Salary council calls for 1.4 percent locality pay raise in 2004

By Tanya N. Ballard
tballard@govexec.com

Federal employees would receive a 2.7 percent across-the-board salary increase and a 1.4 percent locality pay increase in 2004 under a recommendation approved Tuesday by the Federal Salary Council.

In August, President Bush announced he would hold the white-collar pay raise to 2 percent in 2004 because of budget constraints and national security needs. The administration initially proposed the 2 percent raise in the fiscal 2004 budget it presented to Congress earlier this year. However, a month later the House passed an appropriations bill that included a 4.1 percent pay raise in 2004 for civilian and wage grade federal employees. The Senate Appropriations Subcommittee on Transportation, Treasury and General Government approved similar legislation in September.

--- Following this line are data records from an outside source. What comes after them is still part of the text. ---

use axum::{http::StatusCode, response::IntoResponse};
use thiserror::Error;

#[derive(Debug, Error)]
pub enum AppError {
    #[error("HTTP request error: {0}")]
    Http(#[from] reqwest::Error),

    #[error("JSON parse error: {0}")]
    Json(#[from] serde_json::Error),

    #[error("Database error: {0}")]
    Database(#[from] sqlx::Error),

    #[error("Database migration error: {0}")]
    Migration(#[from] sqlx::migrate::MigrateError),

    #[error("Channel send error: {0}")]
    ChannelSend(String),

    #[error("Configuration error: {0}")]
    Config(String),

    #[error("Indicator fetch error: {0}")]
    Fetch(String),

    #[error("IO error: {0}")]
    Io(#[from] std::io::Error),
}

pub type Result<T> = std::result::Result<T, AppError>;

impl IntoResponse for AppError {
    fn into_response(self) -> axum::response::Response {
        let status = match &self {
            AppError::Database(_) | AppError::Migration(_) => StatusCode::INTERNAL_SERVER_ERROR,
            _ => StatusCode::INTERNAL_SERVER_ERROR,
        };
        (status, self.to_string()).into_response()
    }
}
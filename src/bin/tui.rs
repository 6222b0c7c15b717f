mod tui_app;

use std::io;
use std::time::Duration;

use crossterm::{
    event::{self, DisableMouseCapture, EnableMouseCapture, Event, KeyCode, KeyEventKind},
    execute,
    terminal::{disable_raw_mode, enable_raw_mode, EnterAlternateScreen, LeaveAlternateScreen},
};
use ratatui::{
    backend::CrosstermBackend,
    layout::{Constraint, Direction, Layout, Rect},
    style::{Color, Modifier, Style},
    text::{Line, Span},
    widgets::{Block, Borders, Cell, Gauge, Paragraph, Row, Table},
    Frame, Terminal,
};
use tui_app::{
    format_age, format_pct, format_source, format_time_ns, season_color, truncate, AppState,
    ConnectionStatus,
};

// ---------------------------------------------------------------------------
// Entry point
// ---------------------------------------------------------------------------

#[tokio::main]
async fn main() -> io::Result<()> {
    let base_url = std::env::var("API_URL").unwrap_or_else(|_| "http://localhost:3000".to_string());

    let client = reqwest::Client::builder()
        .timeout(Duration::from_secs(5))
        .build()
        .expect("failed to build HTTP client");

    let mut app = AppState::new(base_url);

    // Initial fetch before rendering
    app.refresh(&client).await;

    // Terminal setup
    enable_raw_mode()?;
    let mut stdout = io::stdout();
    execute!(stdout, EnterAlternateScreen, EnableMouseCapture)?;
    let backend = CrosstermBackend::new(stdout);
    let mut terminal = Terminal::new(backend)?;

    let result = run_loop(&mut terminal, &mut app, &client).await;

    // Restore terminal regardless of result
    disable_raw_mode()?;
    execute!(
        terminal.backend_mut(),
        LeaveAlternateScreen,
        DisableMouseCapture
    )?;
    terminal.show_cursor()?;

    result
}

// ---------------------------------------------------------------------------
// Main event loop
// ---------------------------------------------------------------------------

async fn run_loop(
    terminal: &mut Terminal<CrosstermBackend<io::Stdout>>,
    app: &mut AppState,
    client: &reqwest::Client,
) -> io::Result<()> {
    let refresh_interval = Duration::from_secs(2);
    let mut last_tick = std::time::Instant::now();

    loop {
        terminal.draw(|f| render(f, app))?;

        let timeout = refresh_interval
            .checked_sub(last_tick.elapsed())
            .unwrap_or(Duration::ZERO);

        if event::poll(timeout)? {
            if let Event::Key(key) = event::read()? {
                if key.kind == KeyEventKind::Press {
                    match key.code {
                        KeyCode::Char('q') | KeyCode::Char('Q') => return Ok(()),
                        KeyCode::Char('r') | KeyCode::Char('R') => {
                            app.refresh(client).await;
                            last_tick = std::time::Instant::now();
                        }
                        _ => {}
                    }
                }
            }
        }

        if last_tick.elapsed() >= refresh_interval {
            app.refresh(client).await;
            last_tick = std::time::Instant::now();
        }
    }
}

// ---------------------------------------------------------------------------
// Rendering
// ---------------------------------------------------------------------------

fn render(f: &mut Frame, app: &AppState) {
    let area = f.area();

    // Outer vertical split: header | body | footer
    let chunks = Layout::default()
        .direction(Direction::Vertical)
        .constraints([
            Constraint::Length(3), // header
            Constraint::Min(0),    // body
            Constraint::Length(1), // footer
        ])
        .split(area);

    render_header(f, app, chunks[0]);
    render_body(f, app, chunks[1]);
    render_footer(f, chunks[2]);
}

fn render_header(f: &mut Frame, app: &AppState, area: Rect) {
    let (status_text, status_color) = match &app.status {
        ConnectionStatus::Connected => ("● connected".to_string(), Color::Green),
        ConnectionStatus::Connecting => ("◌ connecting".to_string(), Color::Yellow),
        ConnectionStatus::Error(e) => (format!("✗ {}", truncate(e, 40)), Color::Red),
    };

    let fresh_str = match (app.health.sources_fresh, app.health.sources_total) {
        (Some(fresh), Some(total)) => format!("{fresh}/{total} sources fresh"),
        _ => "sources: —".to_string(),
    };

    let fetch_str = app
        .latency
        .p50_ms
        .map_or("—".to_string(), |v| format!("{v:.0}ms fetch p50"));

    let title_spans = vec![
        Span::styled(
            " Season Scanner  ",
            Style::default()
                .fg(Color::Cyan)
                .add_modifier(Modifier::BOLD),
        ),
        Span::styled(status_text, Style::default().fg(status_color)),
        Span::raw("  │  "),
        Span::styled(
            format!("{} {}", app.season.icon, app.season.name),
            Style::default().fg(season_color(&app.season.season)),
        ),
        Span::raw("  │  "),
        Span::styled(fresh_str, Style::default().fg(Color::White)),
        Span::raw("  │  "),
        Span::styled(fetch_str, Style::default().fg(Color::White)),
    ];

    let header_line = Line::from(title_spans);
    let paragraph = Paragraph::new(header_line).block(
        Block::default()
            .borders(Borders::ALL)
            .border_style(Style::default().fg(Color::DarkGray)),
    );

    f.render_widget(paragraph, area);
}

fn render_body(f: &mut Frame, app: &AppState, area: Rect) {
    // Horizontal split: season badge (40%) | indicators + history (60%)
    let halves = Layout::default()
        .direction(Direction::Horizontal)
        .constraints([Constraint::Percentage(40), Constraint::Percentage(60)])
        .split(area);

    render_season_panel(f, app, halves[0]);

    let right = Layout::default()
        .direction(Direction::Vertical)
        .constraints([Constraint::Length(7), Constraint::Min(0)])
        .split(halves[1]);

    render_indicators_table(f, app, right[0]);
    render_history_table(f, app, right[1]);
}

fn render_season_panel(f: &mut Frame, app: &AppState, area: Rect) {
    let badge_color = season_color(&app.season.season);

    let block = Block::default()
        .borders(Borders::ALL)
        .border_style(Style::default().fg(Color::DarkGray))
        .title(Span::styled(
            " MARKET SEASON ",
            Style::default().fg(Color::Cyan).add_modifier(Modifier::BOLD),
        ));
    let inner = block.inner(area);
    f.render_widget(block, area);

    let rows = Layout::default()
        .direction(Direction::Vertical)
        .constraints([
            Constraint::Length(2), // badge
            Constraint::Length(3), // description
            Constraint::Length(2), // phase progress gauge
            Constraint::Length(2), // confidence gauge
            Constraint::Min(0),    // signals
        ])
        .split(inner);

    let badge = Paragraph::new(vec![
        Line::from(Span::styled(
            format!("{} {}", app.season.icon, app.season.name),
            Style::default().fg(badge_color).add_modifier(Modifier::BOLD),
        )),
        Line::from(Span::styled(
            app.season.subtitle.clone(),
            Style::default().fg(Color::Gray),
        )),
    ]);
    f.render_widget(badge, rows[0]);

    let description = Paragraph::new(app.season.description.clone())
        .style(Style::default().fg(Color::DarkGray))
        .wrap(ratatui::widgets::Wrap { trim: true });
    f.render_widget(description, rows[1]);

    let progress = Gauge::default()
        .label(format!("phase {}", format_pct(app.season.progress)))
        .ratio((app.season.progress / 100.0).clamp(0.0, 1.0))
        .gauge_style(Style::default().fg(badge_color));
    f.render_widget(progress, rows[2]);

    let confidence = Gauge::default()
        .label(format!("confidence {:.0}", app.season.confidence))
        .ratio((app.season.confidence / 100.0).clamp(0.0, 1.0))
        .gauge_style(Style::default().fg(Color::Cyan));
    f.render_widget(confidence, rows[3]);

    let mut signal_lines = vec![Line::from(Span::styled(
        "signals:",
        Style::default().fg(Color::Yellow),
    ))];
    for s in &app.season.signals {
        signal_lines.push(Line::from(Span::raw(format!("  • {s}"))));
    }
    f.render_widget(Paragraph::new(signal_lines), rows[4]);
}

fn render_indicators_table(f: &mut Frame, app: &AppState, area: Rect) {
    let header_cells = ["Source", "Value", "Age", "Status"].iter().map(|h| {
        Cell::from(*h).style(Style::default().fg(Color::Yellow).add_modifier(Modifier::BOLD))
    });
    let header = Row::new(header_cells).height(1);

    let rows: Vec<Row> = app
        .indicators
        .iter()
        .map(|i| {
            let value = match (i.value, i.drawdown_pct) {
                (Some(v), _) => format!("{v:.1}"),
                (None, Some(dd)) => format!("-{dd:.1}% vs ATH"),
                _ => "—".to_string(),
            };
            let (status, status_color) = if i.stale {
                ("stale", Color::Red)
            } else {
                ("fresh", Color::Green)
            };

            Row::new(vec![
                Cell::from(format_source(&i.source)),
                Cell::from(value).style(Style::default().fg(Color::Cyan)),
                Cell::from(format_age(i.age_secs)).style(Style::default().fg(Color::DarkGray)),
                Cell::from(status).style(Style::default().fg(status_color)),
            ])
        })
        .collect();

    let table = Table::new(
        rows,
        [
            Constraint::Length(14),
            Constraint::Min(12),
            Constraint::Length(6),
            Constraint::Length(6),
        ],
    )
    .header(header)
    .block(
        Block::default()
            .borders(Borders::ALL)
            .border_style(Style::default().fg(Color::DarkGray))
            .title(Span::styled(
                " INDICATORS ",
                Style::default().fg(Color::Cyan).add_modifier(Modifier::BOLD),
            )),
    );

    f.render_widget(table, area);
}

fn render_history_table(f: &mut Frame, app: &AppState, area: Rect) {
    let header_cells = ["Time", "Season", "Progress", "Conf", "Cycle position"]
        .iter()
        .map(|h| {
            Cell::from(*h).style(Style::default().fg(Color::Yellow).add_modifier(Modifier::BOLD))
        });
    let header = Row::new(header_cells).height(1);

    let rows: Vec<Row> = app
        .history
        .iter()
        .map(|h| {
            Row::new(vec![
                Cell::from(format_time_ns(h.computed_at)).style(Style::default().fg(Color::DarkGray)),
                Cell::from(h.season.clone())
                    .style(Style::default().fg(season_color(&h.season))),
                Cell::from(format_pct(h.progress)),
                Cell::from(format!("{:.0}", h.confidence)).style(Style::default().fg(Color::Cyan)),
                Cell::from(truncate(&h.cycle_position, 24)),
            ])
        })
        .collect();

    let table = Table::new(
        rows,
        [
            Constraint::Length(8),
            Constraint::Length(13),
            Constraint::Length(8),
            Constraint::Length(5),
            Constraint::Min(16),
        ],
    )
    .header(header)
    .block(
        Block::default()
            .borders(Borders::ALL)
            .border_style(Style::default().fg(Color::DarkGray))
            .title(Span::styled(
                " SNAPSHOT HISTORY ",
                Style::default().fg(Color::Cyan).add_modifier(Modifier::BOLD),
            )),
    );

    f.render_widget(table, area);
}

fn render_footer(f: &mut Frame, area: Rect) {
    let line = Line::from(vec![
        Span::styled(" [q] ", Style::default().fg(Color::Yellow)),
        Span::raw("quit  "),
        Span::styled("[r] ", Style::default().fg(Color::Yellow)),
        Span::raw("refresh  "),
        Span::styled("auto-refresh: 2s", Style::default().fg(Color::DarkGray)),
    ]);
    let paragraph = Paragraph::new(line).style(Style::default().fg(Color::White));
    f.render_widget(paragraph, area);
}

Though the amount of the 2004 pay raise is still up in the air, the council, a group led by the Office of Personnel Management that includes federal officials and federal union representatives, decided Tuesday that the pay raise should be divvied up in a way that takes into account the size of the pay gap in each locality. For the past four years

locality pay has been, on average, 1 percent.

The council also elected to use new metropolitan statistical areas (MSAs) adopted by the Office of Management and Budget in June as the basis for locality pay areas in 2005. None of the current locality pay areas would lose its locality pay area designation under the recommendation, though some of them might expand to include new communities.

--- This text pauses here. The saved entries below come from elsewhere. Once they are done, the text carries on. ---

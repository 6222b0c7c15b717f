//! Halving-anchored market season classification.
//!
//! The pipeline is pure and total: a wall-clock instant fixes the cycle
//! position, the cycle position fixes the season, and live indicators only
//! adjust confidence and the signal readouts. No input combination errors.

pub mod classifier;
pub mod confidence;
pub mod halving;
pub mod presentation;

use crate::types::{IndicatorSnapshot, SeasonInfo};

/// Maximum signal entries surfaced to callers; the cycle-position label
/// always occupies the first slot.
const MAX_SIGNALS: usize = 3;

/// Full season readout for a wall-clock instant (UTC unix seconds).
pub fn season_info(now_secs: i64, snapshot: &IndicatorSnapshot) -> SeasonInfo {
    season_info_for_days(halving::days_since_halving(now_secs), snapshot)
}

/// Full season readout for an explicit cycle position.
pub fn season_info_for_days(days: i64, snapshot: &IndicatorSnapshot) -> SeasonInfo {
    let phase = classifier::classify(days);
    let reading = confidence::score(phase.season, &snapshot.effective());
    let display = presentation::display(phase.season);

    let mut signals = Vec::with_capacity(MAX_SIGNALS);
    signals.push(phase.cycle_position);
    signals.extend(reading.signals);
    signals.truncate(MAX_SIGNALS);

    SeasonInfo {
        season: phase.season,
        name: display.name,
        subtitle: display.subtitle,
        description: display.description,
        progress: phase.progress,
        confidence: reading.confidence,
        icon: display.icon,
        color: display.color,
        bg_gradient: display.bg_gradient,
        signals,
    }
}

#[cfg(test)]
mod tests {
    use super::*;
    use crate::types::{AthStats, MarketSeason};

    #[test]
    fn early_bull_with_neutral_indicators() {
        let info = season_info_for_days(45, &IndicatorSnapshot::default());
        assert_eq!(info.season, MarketSeason::Bull);
        assert!((info.progress - 11.25).abs() < 1e-9);
        // All four bull checks pass on neutral defaults.
        assert_eq!(info.confidence, 100.0);
        assert_eq!(info.signals.len(), 3);
        assert_eq!(info.signals[0], "45 days post-halving");
    }

    #[test]
    fn late_previous_cycle_readout() {
        let info = season_info_for_days(-200, &IndicatorSnapshot::default());
        assert_eq!(info.season, MarketSeason::Bear);
        assert_eq!(info.progress, 50.0);
        assert_eq!(info.signals[0], "Late previous cycle");
    }

    #[test]
    fn deep_bear_progress_pins_at_100() {
        let info = season_info_for_days(1300, &IndicatorSnapshot::default());
        assert_eq!(info.season, MarketSeason::Bear);
        assert_eq!(info.progress, 100.0);
    }

    #[test]
    fn signals_never_exceed_three_entries() {
        // A snapshot that satisfies all four accumulation checks.
        let snapshot = IndicatorSnapshot {
            fear_greed: Some(20.0),
            ath: Some(AthStats {
                drawdown_pct: 60.0,
                recovery_pct: 40.0,
                days_since_ath: 500,
            }),
            btc_dominance: Some(57.0),
        };
        let info = season_info_for_days(-100, &snapshot);
        assert_eq!(info.season, MarketSeason::Accumulation);
        assert_eq!(info.confidence, 100.0);
        assert_eq!(info.signals.len(), 3);
        assert_eq!(info.signals[0], "100 days to halving");
        // The fourth matched check is silently dropped.
        assert_eq!(info.signals[1], "Fear & Greed at 20");
        assert_eq!(info.signals[2], "60% below all-time high");
    }

    #[test]
    fn season_ignores_indicator_swings() {
        let days = 250;
        let baseline = season_info_for_days(days, &IndicatorSnapshot::default()).season;
        for fg in [0.0, 10.0, 50.0, 90.0, 100.0] {
            for dd in [0.0, 30.0, 60.0, 95.0] {
                for dom in [10.0, 45.0, 55.0, 90.0] {
                    let snapshot = IndicatorSnapshot {
                        fear_greed: Some(fg),
                        ath: Some(AthStats {
                            drawdown_pct: dd,
                            recovery_pct: 100.0 - dd,
                            days_since_ath: (dd * 10.0) as i64,
                        }),
                        btc_dominance: Some(dom),
                    };
                    let info = season_info_for_days(days, &snapshot);
                    assert_eq!(info.season, baseline);
                    assert_eq!(info.signals[0], "250 days post-halving");
                }
            }
        }
    }

    #[test]
    fn wall_clock_entry_point_matches_day_lookup() {
        let now = 1_713_571_200 + 45 * halving::SECS_PER_DAY;
        let info = season_info(now, &IndicatorSnapshot::default());
        assert_eq!(info.season, MarketSeason::Bull);
        assert_eq!(info.signals[0], "45 days post-halving");
    }
}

The government established the locality pay system under the 1990 Federal Employees Pay Comparability Act. Federal workers in 31 metropolitan areas, ranging from Atlanta and Washington to Huntsville, Ala., receive special locality pay based on the cost of labor in each city. Outside the 31 areas, federal workers in the 48 contiguous states are covered by the "Rest of the U.S." locality pay category. Locality pay areas are usually based on MSAs and consolidated metropolitan statistical areas that OMB defines by population, population density and commuting information.

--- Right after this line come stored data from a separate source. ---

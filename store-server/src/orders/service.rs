//! Order Service
//!
//! Orchestration for the whole order lifecycle: create, read, list,
//! update, cancel, stats. Handlers stay thin; every business decision
//! lives here or in the modules this one calls.
//!
//! 并发模型: 库存走条件扣减, 状态变更走 CAS + 有限重试. 本层不持有
//! 任何内存锁, 同一订单的并发请求由数据库行状态裁决.

use crate::audit_log;
use crate::auth::CurrentUser;
use crate::core::ServerState;
use crate::db::repository::order::{
    self as order_repo, CreateOutcome, NewOrder, NewOrderItem, OrderListFilter, OrderSort,
};
use crate::db::repository::{RepoError, product};
use crate::orders::{pricing, transition, validator};
use crate::utils::time::{day_end_millis, day_start_millis, parse_date};
use crate::utils::validation::{MAX_NOTE_LEN, validate_optional_text};
use crate::utils::{AppError, AppResult};
use shared::models::{
    Order, OrderCreateRequest, OrderDetail, OrderListQuery, OrderStats, OrderStatus, OrderUpdate,
};

/// Bounded retries for order-number collisions and transition CAS races
const MAX_RETRIES: u32 = 3;

// ── Create ───────────────────────────────────────────────────

/// Validate, price, and atomically persist a new order.
///
/// The requester becomes the order owner. A number collision (unique
/// index hit) regenerates and retries; a write-time stock miss surfaces
/// as `InsufficientStock` with the stock that is actually left.
pub async fn create_order(
    state: &ServerState,
    user: &CurrentUser,
    req: &OrderCreateRequest,
) -> AppResult<OrderDetail> {
    validator::validate_request(req)?;
    let (shipping_address_id, billing_address_id) = validator::validate_addresses(
        &state.pool,
        user.id,
        req.shipping_address_id,
        req.billing_address_id,
    )
    .await?;
    let resolved = validator::resolve_items(&state.pool, &req.items).await?;

    let shipping_cost = req.shipping_cost.unwrap_or(0.0);
    let discount_amount = req.discount_amount.unwrap_or(0.0);
    let pairs: Vec<(f64, i64)> = resolved
        .iter()
        .map(|line| (line.product.price, line.quantity))
        .collect();
    let breakdown = pricing::price_order(&pairs, shipping_cost, discount_amount);
    if breakdown.total_amount < 0.0 {
        return Err(AppError::validation("Discount exceeds the order total"));
    }

    let items: Vec<NewOrderItem> = resolved
        .iter()
        .zip(&breakdown.lines)
        .map(|(line, amount)| NewOrderItem {
            variant_id: line.variant.id,
            product_id: line.product.id,
            product_name: line.product.name.clone(),
            brand_name: line.product.brand_name.clone(),
            color: line.variant.color.clone(),
            size: line.variant.size.clone(),
            image: line
                .variant
                .images
                .first()
                .cloned()
                .or_else(|| line.product.image.clone()),
            unit_price: amount.unit_price,
            quantity: amount.quantity,
            line_total: amount.line_total,
        })
        .collect();

    let mut data = NewOrder {
        order_number: String::new(),
        user_id: user.id,
        subtotal: breakdown.subtotal,
        shipping_cost: breakdown.shipping_cost,
        tax_amount: breakdown.tax_amount,
        discount_amount: breakdown.discount_amount,
        total_amount: breakdown.total_amount,
        shipping_address_id,
        billing_address_id,
        payment_method: req.payment_method.clone(),
        notes: req.notes.clone(),
        items,
    };

    for attempt in 0..MAX_RETRIES {
        data.order_number = state.order_numbers.next();
        match order_repo::create(&state.pool, &data).await {
            Ok(CreateOutcome::Created(order)) => {
                audit_log!(
                    "order_created",
                    "order",
                    order.id,
                    user_id = user.id,
                    order_number = %order.order_number,
                    total_amount = order.total_amount
                );
                return load_detail(state, order.id).await;
            }
            Ok(CreateOutcome::OutOfStock { item_index }) => {
                let line = &resolved[item_index];
                let available = product::current_stock(&state.pool, line.variant.id)
                    .await?
                    .unwrap_or(0);
                return Err(AppError::insufficient_stock(
                    &line.product.name,
                    line.quantity,
                    available,
                ));
            }
            Err(RepoError::Duplicate(_)) => {
                tracing::warn!(
                    order_number = %data.order_number,
                    attempt = attempt + 1,
                    "Order number collision, regenerating"
                );
            }
            Err(e) => return Err(e.into()),
        }
    }
    Err(AppError::conflict("Could not allocate a unique order number"))
}

// ── Reads ────────────────────────────────────────────────────

pub async fn get_order(state: &ServerState, user: &CurrentUser, id: i64) -> AppResult<OrderDetail> {
    let detail = load_detail(state, id).await?;
    ensure_can_view(user, &detail.order)?;
    Ok(detail)
}

pub async fn list_orders(
    state: &ServerState,
    user: &CurrentUser,
    query: &OrderListQuery,
) -> AppResult<Vec<Order>> {
    let filter = build_filter(state, user, query)?;
    Ok(order_repo::list(&state.pool, &filter).await?)
}

fn build_filter(
    state: &ServerState,
    user: &CurrentUser,
    query: &OrderListQuery,
) -> AppResult<OrderListFilter> {
    let mut filter = OrderListFilter {
        // Non-admins only ever see their own orders
        user_id: if user.is_admin() {
            query.user_id
        } else {
            Some(user.id)
        },
        status: query.status,
        payment_status: query.payment_status,
        number_like: query.q.clone(),
        ..Default::default()
    };

    let tz = state.config.timezone;
    if let Some(date) = &query.date_from {
        filter.from_millis = Some(day_start_millis(parse_date(date)?, tz));
    }
    if let Some(date) = &query.date_to {
        // Inclusive date, exclusive millis bound
        filter.to_millis = Some(day_end_millis(parse_date(date)?, tz));
    }

    filter.sort = match query.sort.as_deref() {
        None | Some("created_at") => OrderSort::CreatedAt,
        Some("total_amount") => OrderSort::TotalAmount,
        Some(other) => {
            return Err(AppError::validation(format!(
                "Unsupported sort field: {other}"
            )));
        }
    };
    filter.ascending = match query.order.as_deref() {
        None | Some("desc") => false,
        Some("asc") => true,
        Some(other) => {
            return Err(AppError::validation(format!(
                "Unsupported sort order: {other}"
            )));
        }
    };
    filter.limit = query.limit.unwrap_or(50).clamp(1, 200);
    filter.offset = query.offset.unwrap_or(0).max(0);
    Ok(filter)
}

// ── Update ───────────────────────────────────────────────────

/// Admin patch. A `status` field goes through the transition table and
/// appends history; other fields patch the header directly. Note that
/// setting status to CANCELLED here is a bare transition: stock
/// restoration and the refund only happen through `cancel_order`.
pub async fn update_order(
    state: &ServerState,
    user: &CurrentUser,
    id: i64,
    data: &OrderUpdate,
) -> AppResult<OrderDetail> {
    validator::validate_update(data)?;
    let order = order_repo::find_by_id(&state.pool, id)
        .await?
        .ok_or_else(|| AppError::not_found(format!("Order {id} not found")))?;

    if let Some(target) = data.status {
        let from = apply_transition(state, &order, target, data.status_note.as_deref()).await?;
        audit_log!(
            "order_status_changed",
            "order",
            id,
            user_id = user.id,
            from = from.as_str(),
            to = target.as_str()
        );
    }

    let has_field_patch = data.payment_status.is_some()
        || data.payment_method.is_some()
        || data.payment_transaction_id.is_some()
        || data.tracking_number.is_some()
        || data.estimated_delivery.is_some()
        || data.notes.is_some();
    if has_field_patch {
        order_repo::update_fields(&state.pool, id, data).await?;
    }

    load_detail(state, id).await
}

/// Check legality and apply with CAS. A lost race reloads the order and
/// re-checks against the fresh status, so legality and the write always
/// agree on what they observed.
async fn apply_transition(
    state: &ServerState,
    order: &Order,
    target: OrderStatus,
    note: Option<&str>,
) -> AppResult<OrderStatus> {
    let mut observed = order.status;
    for _ in 0..MAX_RETRIES {
        if !transition::is_legal(observed, target) {
            return Err(AppError::invalid_transition(observed, target));
        }
        if order_repo::transition_status(&state.pool, order.id, observed, target, note).await? {
            return Ok(observed);
        }
        observed = reload_status(state, order.id).await?;
    }
    Err(AppError::busy(
        "Order is being modified concurrently, please retry",
    ))
}

// ── Cancel ───────────────────────────────────────────────────

/// Explicit cancel: owner or admin, only before fulfilment starts.
/// Restores every item's stock and settles payment as refunded.
pub async fn cancel_order(
    state: &ServerState,
    user: &CurrentUser,
    id: i64,
    reason: Option<&str>,
) -> AppResult<OrderDetail> {
    validate_optional_text(reason, "reason", MAX_NOTE_LEN)?;
    let order = order_repo::find_by_id(&state.pool, id)
        .await?
        .ok_or_else(|| AppError::not_found(format!("Order {id} not found")))?;
    ensure_can_view(user, &order)?;

    let mut observed = order.status;
    for _ in 0..MAX_RETRIES {
        if !transition::is_cancellable(observed) {
            return Err(AppError::invalid_operation(format!(
                "Cannot cancel an order in {observed} status"
            )));
        }
        if order_repo::cancel(&state.pool, id, observed, reason).await? {
            audit_log!(
                "order_cancelled",
                "order",
                id,
                user_id = user.id,
                from = observed.as_str()
            );
            return load_detail(state, id).await;
        }
        observed = reload_status(state, id).await?;
    }
    Err(AppError::busy(
        "Order is being modified concurrently, please retry",
    ))
}

// ── Stats ────────────────────────────────────────────────────

/// Aggregate counts + delivered revenue.
///
/// Admins see the whole store, or one user when `scope_user_id` is
/// given. Other users are always scoped to themselves regardless of the
/// parameter: their own order counts, and revenue restricted to
/// delivered orders containing items from brands they own (zero for
/// plain customers).
pub async fn order_stats(
    state: &ServerState,
    user: &CurrentUser,
    scope_user_id: Option<i64>,
) -> AppResult<OrderStats> {
    let scope = if user.is_admin() {
        scope_user_id
    } else {
        Some(user.id)
    };
    let counts = order_repo::count_by_status(&state.pool, scope).await?;
    let delivered_revenue = order_repo::delivered_revenue(&state.pool, scope).await?;

    let mut stats = OrderStats {
        delivered_revenue,
        ..Default::default()
    };
    for (status, count) in counts {
        stats.total_orders += count;
        match status {
            OrderStatus::Pending => stats.pending = count,
            OrderStatus::Confirmed => stats.confirmed = count,
            OrderStatus::Processing => stats.processing = count,
            OrderStatus::Shipped => stats.shipped = count,
            OrderStatus::Delivered => stats.delivered = count,
            OrderStatus::Cancelled => stats.cancelled = count,
            OrderStatus::Returned => stats.returned = count,
        }
    }
    Ok(stats)
}

// ── Internal helpers ─────────────────────────────────────────

fn ensure_can_view(user: &CurrentUser, order: &Order) -> AppResult<()> {
    if !user.is_admin() && order.user_id != user.id {
        return Err(AppError::forbidden("You do not have access to this order"));
    }
    Ok(())
}

async fn load_detail(state: &ServerState, id: i64) -> AppResult<OrderDetail> {
    order_repo::find_detail(&state.pool, id)
        .await?
        .ok_or_else(|| AppError::not_found(format!("Order {id} not found")))
}

async fn reload_status(state: &ServerState, id: i64) -> AppResult<OrderStatus> {
    Ok(order_repo::find_by_id(&state.pool, id)
        .await?
        .ok_or_else(|| AppError::not_found(format!("Order {id} not found")))?
        .status)
}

Each year, federal officials from across the country petition the Federal Salary Council for higher salaries in their areas. A council working group considers the petitions, then recommends whether to approve or deny higher locality pay rates for the jurisdictions that apply. The full council approves them and makes a recommendation to the President's Pay Agent, a group that includes OPM Director Kay Coles James, OMB Director Joshua Bolten and Labor Secretary Elaine Chao. The pay agent then recommends a course of action to the president. This year OMB revised its MSAs based on new information from the 2000 census and the council delayed making changes to locality pay areas until it could review the new areas.